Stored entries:

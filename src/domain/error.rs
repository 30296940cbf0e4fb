use thiserror::Error;

/// Failure to establish a transport connection or handle.
#[derive(Error, Debug)]
pub enum OpenError {
    #[error("device or host not found: {0}")]
    DeviceNotFound(String),

    #[error("permission denied opening {0}")]
    PermissionDenied(String),

    #[error("local address already in use: {0}")]
    AddressInUse(String),

    #[error("connection attempt timed out")]
    Timeout,

    #[error("handshake failed: {0}")]
    HandshakeFailed(String),
}

impl OpenError {
    /// Classify an I/O error raised while opening `target`.
    pub(crate) fn from_io(err: std::io::Error, target: &str) -> Self {
        use std::io::ErrorKind;

        match err.kind() {
            ErrorKind::NotFound => Self::DeviceNotFound(target.to_string()),
            ErrorKind::PermissionDenied => Self::PermissionDenied(target.to_string()),
            ErrorKind::AddrInUse => Self::AddressInUse(target.to_string()),
            ErrorKind::TimedOut => Self::Timeout,
            _ => Self::HandshakeFailed(format!("{target}: {err}")),
        }
    }
}

/// Failure to transmit a payload on an established session.
#[derive(Error, Debug)]
pub enum SendError {
    #[error("session is not connected")]
    NotConnected,

    #[error("write truncated after {written} of {expected} bytes")]
    Truncated { written: usize, expected: usize },

    #[error("peer unreachable: {0}")]
    PeerUnreachable(String),

    #[error("send queue full ({depth} pending)")]
    QueueFull { depth: usize },

    #[error("session is shutting down")]
    ChannelClosed,
}

/// Failure to convert between text and bytes.
#[derive(Error, Debug, Clone, PartialEq, Eq)]
pub enum CodecError {
    #[error("invalid encoding: {0}")]
    InvalidEncoding(String),
}

/// CommLink unified error type.
#[derive(Error, Debug)]
pub enum CommLinkError {
    #[error("open error: {0}")]
    Open(#[from] OpenError),

    #[error("send error: {0}")]
    Send(#[from] SendError),

    #[error("codec error: {0}")]
    Codec(#[from] CodecError),

    #[error("session error: {message}")]
    Session { message: String },
}

pub type CommLinkResult<T> = Result<T, CommLinkError>;

#[cfg(test)]
mod tests {
    use super::*;

    #[test]
    fn test_open_error_io_mapping() {
        let err = std::io::Error::new(std::io::ErrorKind::NotFound, "no such host");
        assert!(matches!(
            OpenError::from_io(err, "example.invalid:80"),
            OpenError::DeviceNotFound(_)
        ));

        let err = std::io::Error::new(std::io::ErrorKind::PermissionDenied, "denied");
        assert!(matches!(
            OpenError::from_io(err, "/dev/ttyUSB0"),
            OpenError::PermissionDenied(_)
        ));

        let err = std::io::Error::new(std::io::ErrorKind::AddrInUse, "in use");
        assert!(matches!(
            OpenError::from_io(err, "0.0.0.0:9000"),
            OpenError::AddressInUse(_)
        ));

        let err = std::io::Error::new(std::io::ErrorKind::TimedOut, "timed out");
        assert!(matches!(OpenError::from_io(err, "host"), OpenError::Timeout));
    }

    #[test]
    fn test_error_display() {
        let error = CommLinkError::Session {
            message: "unknown session".to_string(),
        };
        assert!(error.to_string().contains("Session error")
            || error.to_string().contains("session error"));
        assert!(error.to_string().contains("unknown session"));

        assert_eq!(
            SendError::NotConnected.to_string(),
            "session is not connected"
        );
        assert!(OpenError::Timeout.to_string().contains("timed out"));
    }

    #[test]
    fn test_error_conversion() {
        let open: CommLinkError = OpenError::Timeout.into();
        assert!(matches!(open, CommLinkError::Open(OpenError::Timeout)));

        let send: CommLinkError = SendError::NotConnected.into();
        assert!(matches!(send, CommLinkError::Send(SendError::NotConnected)));
    }
}
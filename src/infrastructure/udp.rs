use crate::core::transport::{Transport, TransportEvent, TransportKind};
use crate::domain::error::{OpenError, SendError};
use async_trait::async_trait;
use std::sync::Arc;
use tokio::net::UdpSocket;
use tokio::sync::mpsc;
use tokio::task::JoinHandle;
use tracing::{debug, info};

/// Largest datagram the receive loop can deliver without truncation.
const MAX_DATAGRAM_SIZE: usize = 64 * 1024;

/// UDP transport; owns one bound socket.
///
/// "Connected" means bound and ready to send/receive: the socket is
/// `connect`ed to fix the peer address, but no packet is exchanged and no
/// acknowledgment exists. Each received datagram is one complete message.
pub struct UdpTransport {
    socket: Arc<UdpSocket>,
    rx_task: JoinHandle<()>,
    closed: bool,
    peer: String,
}

impl UdpTransport {
    pub(crate) async fn open(
        host: &str,
        port: u16,
        local_port: Option<u16>,
        events: mpsc::Sender<TransportEvent>,
    ) -> Result<Self, OpenError> {
        let local = format!("0.0.0.0:{}", local_port.unwrap_or(0));
        let socket = UdpSocket::bind(local.as_str())
            .await
            .map_err(|e| OpenError::from_io(e, &local))?;

        let peer = format!("{host}:{port}");
        socket
            .connect((host, port))
            .await
            .map_err(|e| OpenError::from_io(e, &peer))?;

        if let Ok(addr) = socket.local_addr() {
            info!("UDP socket bound to {} for peer {}", addr, peer);
        }

        let socket = Arc::new(socket);
        let rx_task = tokio::spawn(receive_loop(Arc::clone(&socket), events));

        Ok(Self {
            socket,
            rx_task,
            closed: false,
            peer,
        })
    }
}

async fn receive_loop(socket: Arc<UdpSocket>, events: mpsc::Sender<TransportEvent>) {
    let mut buffer = vec![0u8; MAX_DATAGRAM_SIZE];

    loop {
        match socket.recv(&mut buffer).await {
            Ok(n) => {
                debug!("received {} byte datagram", n);
                if events
                    .send(TransportEvent::Data(buffer[..n].to_vec()))
                    .await
                    .is_err()
                {
                    break;
                }
            }
            // A connected socket surfaces ICMP port-unreachable here; that
            // is a per-packet condition, not a dead link.
            Err(ref e) if e.kind() == std::io::ErrorKind::ConnectionRefused => {
                debug!("ICMP unreachable from peer, ignoring");
            }
            Err(e) => {
                let _ = events.send(TransportEvent::Fault(e.to_string())).await;
                break;
            }
        }
    }
}

#[async_trait]
impl Transport for UdpTransport {
    fn kind(&self) -> TransportKind {
        TransportKind::Udp
    }

    async fn send(&mut self, data: &[u8]) -> Result<(), SendError> {
        if self.closed {
            return Err(SendError::NotConnected);
        }

        let written = self.socket.send(data).await.map_err(|e| {
            if e.kind() == std::io::ErrorKind::ConnectionRefused {
                SendError::PeerUnreachable(self.peer.clone())
            } else {
                SendError::PeerUnreachable(e.to_string())
            }
        })?;

        if written != data.len() {
            return Err(SendError::Truncated {
                written,
                expected: data.len(),
            });
        }
        debug!("sent {} byte datagram to {}", written, self.peer);
        Ok(())
    }

    async fn close(&mut self) {
        if self.closed {
            return;
        }
        self.closed = true;
        // Cancelling the receive task releases its socket reference; the
        // handle closes once the last reference drops with this transport.
        self.rx_task.abort();
        info!("UDP transport to {} closed", self.peer);
    }
}
use crate::core::event::{DisconnectReason, Event, SessionId};
use crate::core::session::session::{self, SessionCommand, SessionHandle};
use crate::core::session::state::ConnectionState;
use crate::core::transport::{SystemTransportFactory, TransportFactory, TransportKind};
use crate::domain::descriptor::{CodecConfig, TransportDescriptor};
use crate::domain::error::{CommLinkError, CommLinkResult, SendError};
use serde::{Deserialize, Serialize};
use std::collections::HashMap;
use std::sync::atomic::{AtomicBool, Ordering};
use std::sync::Arc;
use std::time::SystemTime;
use tokio::sync::{broadcast, mpsc, RwLock};
use tracing::{debug, info, warn};

/// Tuning knobs for the core.
#[derive(Debug, Clone, Serialize, Deserialize)]
pub struct CoreConfig {
    /// Maximum number of live sessions.
    #[serde(default = "default_max_sessions")]
    pub max_sessions: usize,
    /// Inbound frame buffer capacity per session, in bytes.
    #[serde(default = "default_frame_buffer_capacity")]
    pub frame_buffer_capacity: usize,
    /// Queued outbound sends per session before sends are rejected.
    #[serde(default = "default_send_queue_depth")]
    pub send_queue_depth: usize,
    /// Events buffered per subscriber before a slow subscriber starts
    /// skipping.
    #[serde(default = "default_event_capacity")]
    pub event_capacity: usize,
}

fn default_max_sessions() -> usize {
    16
}

fn default_frame_buffer_capacity() -> usize {
    64 * 1024
}

fn default_send_queue_depth() -> usize {
    32
}

fn default_event_capacity() -> usize {
    1024
}

impl Default for CoreConfig {
    fn default() -> Self {
        Self {
            max_sessions: default_max_sessions(),
            frame_buffer_capacity: default_frame_buffer_capacity(),
            send_queue_depth: default_send_queue_depth(),
            event_capacity: default_event_capacity(),
        }
    }
}

/// Snapshot of one live session.
#[derive(Debug, Clone)]
pub struct SessionSummary {
    pub id: SessionId,
    pub endpoint: String,
    pub kind: TransportKind,
    pub state: ConnectionState,
    pub created_at: SystemTime,
}

/// Owns the set of active sessions, multiplexes their events into one
/// stream and enforces lifecycle and shutdown ordering.
///
/// Explicitly constructed and passed to consumers; there is no global
/// instance. Every session's events funnel through one aggregation channel
/// and fan out to subscribers, so events from one session always arrive in
/// emission order while different sessions interleave arbitrarily.
pub struct SessionManager {
    sessions: Arc<RwLock<HashMap<SessionId, SessionHandle>>>,
    factory: Arc<dyn TransportFactory>,
    config: CoreConfig,
    events_tx: mpsc::UnboundedSender<(SessionId, Event)>,
    broadcast_tx: broadcast::Sender<(SessionId, Event)>,
    shutting_down: AtomicBool,
    _pump: tokio::task::JoinHandle<()>,
}

impl SessionManager {
    /// Create a manager backed by the OS transports.
    pub fn new(config: CoreConfig) -> Self {
        Self::with_factory(config, Arc::new(SystemTransportFactory))
    }

    /// Create a manager with a custom transport factory. Tests use this to
    /// substitute transport doubles that track open/close calls.
    pub fn with_factory(config: CoreConfig, factory: Arc<dyn TransportFactory>) -> Self {
        let (events_tx, mut events_rx) = mpsc::unbounded_channel();
        let (broadcast_tx, _) = broadcast::channel(config.event_capacity.max(1));

        let pump_tx = broadcast_tx.clone();
        let pump = tokio::spawn(async move {
            while let Some(tagged) = events_rx.recv().await {
                // Err means no live subscribers; the event is discarded.
                let _ = pump_tx.send(tagged);
            }
        });

        Self {
            sessions: Arc::new(RwLock::new(HashMap::new())),
            factory,
            config,
            events_tx,
            broadcast_tx,
            shutting_down: AtomicBool::new(false),
            _pump: pump,
        }
    }

    /// Create and start a session for `descriptor`.
    ///
    /// Returns as soon as the session is registered; the open runs
    /// asynchronously and its outcome surfaces as a `Connected` or `Error`
    /// event followed by the matching state.
    pub async fn create_session(
        &self,
        descriptor: TransportDescriptor,
        codec: CodecConfig,
    ) -> CommLinkResult<SessionId> {
        let mut sessions = self.sessions.write().await;

        // Checked under the registry lock so a create racing shutdown
        // cannot slip a session past the shutdown sweep.
        if self.shutting_down.load(Ordering::SeqCst) {
            return Err(CommLinkError::Session {
                message: "session manager is shut down".to_string(),
            });
        }
        if sessions.len() >= self.config.max_sessions {
            return Err(CommLinkError::Session {
                message: format!(
                    "maximum number of sessions ({}) reached",
                    self.config.max_sessions
                ),
            });
        }

        let id = SessionId::generate();
        let handle = session::spawn(
            id,
            descriptor,
            codec,
            Arc::clone(&self.factory),
            self.events_tx.clone(),
            self.config.frame_buffer_capacity,
            self.config.send_queue_depth,
        );
        info!("created session {} for {}", id, handle.descriptor.endpoint());
        sessions.insert(id, handle);

        Ok(id)
    }

    /// Queue `text` for transmission on session `id`.
    ///
    /// Fails with `NotConnected` until the session has connected and after
    /// it reaches a terminal state. Overlapping sends queue up to the
    /// configured depth; beyond that the send is rejected and an
    /// `Error{SendFailed}` event is emitted.
    pub async fn send(&self, id: SessionId, text: &str) -> CommLinkResult<()> {
        let sessions = self.sessions.read().await;
        let handle = sessions.get(&id).ok_or_else(|| CommLinkError::Session {
            message: format!("unknown session {id}"),
        })?;

        if !handle.state.read().await.is_connected() {
            return Err(SendError::NotConnected.into());
        }

        match handle
            .commands
            .try_send(SessionCommand::Send(text.to_string()))
        {
            Ok(()) => Ok(()),
            Err(mpsc::error::TrySendError::Full(_)) => {
                let _ = self.events_tx.send((
                    id,
                    Event::Error {
                        kind: crate::core::event::ErrorKind::SendFailed,
                        detail: format!(
                            "send queue full ({} pending)",
                            self.config.send_queue_depth
                        ),
                    },
                ));
                Err(SendError::QueueFull {
                    depth: self.config.send_queue_depth,
                }
                .into())
            }
            Err(mpsc::error::TrySendError::Closed(_)) => Err(SendError::ChannelClosed.into()),
        }
    }

    /// Close session `id` and wait for it to reach a terminal state.
    ///
    /// Idempotent: closing an unknown or already-destroyed session is not
    /// an error, since ids are never reused.
    pub async fn close_session(&self, id: SessionId) -> CommLinkResult<()> {
        self.close_internal(id, DisconnectReason::LocalClose).await;
        Ok(())
    }

    /// Current connection state of session `id`, if it still exists.
    pub async fn session_state(&self, id: SessionId) -> Option<ConnectionState> {
        let sessions = self.sessions.read().await;
        match sessions.get(&id) {
            Some(handle) => Some(handle.state.read().await.clone()),
            None => None,
        }
    }

    /// Snapshot of all live sessions.
    pub async fn list_sessions(&self) -> Vec<SessionSummary> {
        let sessions = self.sessions.read().await;
        let mut summaries = Vec::with_capacity(sessions.len());
        for (id, handle) in sessions.iter() {
            summaries.push(SessionSummary {
                id: *id,
                endpoint: handle.descriptor.endpoint(),
                kind: TransportKind::from(&handle.descriptor),
                state: handle.state.read().await.clone(),
                created_at: handle.created_at,
            });
        }
        summaries
    }

    pub async fn session_count(&self) -> usize {
        self.sessions.read().await.len()
    }

    /// Subscribe to the event stream across all sessions.
    ///
    /// Events from one session arrive in emission order; ordering across
    /// sessions is unspecified. Subscribers only see events emitted after
    /// they subscribe.
    pub fn subscribe(&self) -> EventStream {
        EventStream {
            receiver: self.broadcast_tx.subscribe(),
        }
    }

    /// Close every live session and wait for each to reach a terminal
    /// state. No transport handle survives this call. Idempotent.
    pub async fn shutdown(&self) {
        if self.shutting_down.swap(true, Ordering::SeqCst) {
            return;
        }

        let ids: Vec<SessionId> = self.sessions.read().await.keys().copied().collect();
        for id in ids {
            self.close_internal(id, DisconnectReason::Shutdown).await;
        }
        info!("session manager shut down");
    }

    async fn close_internal(&self, id: SessionId, reason: DisconnectReason) {
        let (commands, task) = {
            let mut sessions = self.sessions.write().await;
            match sessions.get_mut(&id) {
                None => return,
                Some(handle) => (handle.commands.clone(), handle.task.take()),
            }
        };

        // The command is ignored if the session already reached a terminal
        // state on its own; joining the task is what matters.
        let _ = commands.send(SessionCommand::Close(reason)).await;
        if let Some(task) = task {
            if let Err(e) = task.await {
                warn!("session {} task ended abnormally: {}", id, e);
            }
        }

        self.sessions.write().await.remove(&id);
        debug!("session {} removed after reaching terminal state", id);
    }
}

impl Drop for SessionManager {
    fn drop(&mut self) {
        if !self.shutting_down.load(Ordering::SeqCst) {
            warn!("SessionManager dropped without shutdown - sessions may not be properly closed");
        }
    }
}

/// Subscriber view of the manager's event stream.
pub struct EventStream {
    receiver: broadcast::Receiver<(SessionId, Event)>,
}

impl EventStream {
    /// Next event across all sessions; `None` once the manager is gone and
    /// the backlog is drained. A subscriber that falls behind its buffer
    /// skips the oldest events rather than blocking the core; what it does
    /// observe stays in per-session order.
    pub async fn recv(&mut self) -> Option<(SessionId, Event)> {
        loop {
            match self.receiver.recv().await {
                Ok(tagged) => return Some(tagged),
                Err(broadcast::error::RecvError::Lagged(skipped)) => {
                    warn!("event subscriber lagged, skipped {} events", skipped);
                }
                Err(broadcast::error::RecvError::Closed) => return None,
            }
        }
    }
}
//! CommLink Core Library
//!
//! Multi-protocol communication client core: one uniform session model
//! over serial, TCP, UDP and WebSocket transports, with pluggable data
//! representation and an ordered per-session event stream. Presentation
//! layers (GUI, CLI, loggers) consume the [`SessionManager`] command
//! surface and subscribe to its events; the core owns no UI and persists
//! nothing.

pub mod core;
pub mod domain;
pub mod infrastructure;

pub use domain::descriptor::{CodecConfig, CodecMode, FlowControl, Parity, TransportDescriptor};
pub use domain::error::{CodecError, CommLinkError, CommLinkResult, OpenError, SendError};

pub use crate::core::event::{DisconnectReason, ErrorKind, Event, SessionId};
pub use crate::core::session::{
    ConnectionState, CoreConfig, EventStream, SessionManager, SessionSummary,
};
pub use crate::core::transport::{
    SystemTransportFactory, Transport, TransportEvent, TransportFactory, TransportKind,
};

§ TO DO: Where a line above contains the word "unknown", show that line.

§ RESPONSE TO THE TASK:
            message: "unknown session".to_string(),
        assert!(error.to_string().contains("unknown session"));
            message: format!("unknown session {id}"),
    /// Idempotent: closing an unknown or already-destroyed session is not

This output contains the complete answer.